Reduced tillage, including strip tillage (ST) which limits tillage to the crop rows, may lower fuel, labor, and maintenance costs while maintaining or improving soil quality and crop growth relative to conventional tillage (CT). Integrating cover crops into ST systems may offer additional benefits related to soil fertility and weed management. This experiment seeks to better understand how cabbage growth and yield responds to these practices, as well as how weed emergence and growth vary in the crop row (IR) and between crop rows (BR). We hypothesized ST fields with a cover crop, compared to CT fields without cover crops, would have (1) lower BR weed emergence due to the lack of germination-inducing tillage, (2) lower growth of established weeds BR due to lower nutrient availability, and (3) better cabbage yield because of improved soil moisture and nutrient availability in tilled crop rows.
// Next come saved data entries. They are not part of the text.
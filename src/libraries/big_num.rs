//! Fixed-width big integers used by the price and liquidity math.

#![allow(clippy::assign_op_pattern)]
#![allow(clippy::ptr_offset_with_cast)]
#![allow(clippy::manual_range_contains)]

use uint::construct_uint;

construct_uint! {
    pub struct U256(4);
}

construct_uint! {
    pub struct U512(8);
}

impl U256 {
    /// Lossless conversion into the 512-bit type.
    pub fn widen(self) -> U512 {
        let U256(ref words) = self;
        U512([words[0], words[1], words[2], words[3], 0, 0, 0, 0])
    }

    /// Returns the value as u128 if it fits.
    pub fn to_u128(self) -> Option<u128> {
        if self.bits() > 128 {
            None
        } else {
            Some(self.low_u128())
        }
    }

    /// Returns the value as u64 if it fits.
    pub fn to_u64(self) -> Option<u64> {
        if self.bits() > 64 {
            None
        } else {
            Some(self.low_u64())
        }
    }
}

impl U512 {
    /// Returns the low 256 bits if no higher bit is set.
    pub fn narrow(self) -> Option<U256> {
        let U512(ref words) = self;
        if words[4..].iter().any(|w| *w != 0) {
            return None;
        }
        Some(U256([words[0], words[1], words[2], words[3]]))
    }
}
After tillage, soil temperature was lower under a surface cover crop residue (ST BR); surface and incorporated residues also increased soil moisture. Weed emergence immediately following tillage was 68% lower in ST plots compared to CT, but no significant cover crop effect was detected. In contrast, weed emergence sown at the time of cabbage transplanting (9 days after tillage) was higher with oat residue compared to no cover crop, especially in ST treatments. Final biomass of BR weeds grown with cabbage was higher in ST plots compared to CT plots. When grown with a fixed amount of weed competition, mid-season cabbage plant biomass was higher with cover crops than without, though total cabbage plant biomass at maturity was similar in all treatments. Final cabbage yield was not affected by treatment, suggesting that yields can be maintained with adoption of soil-improving practices.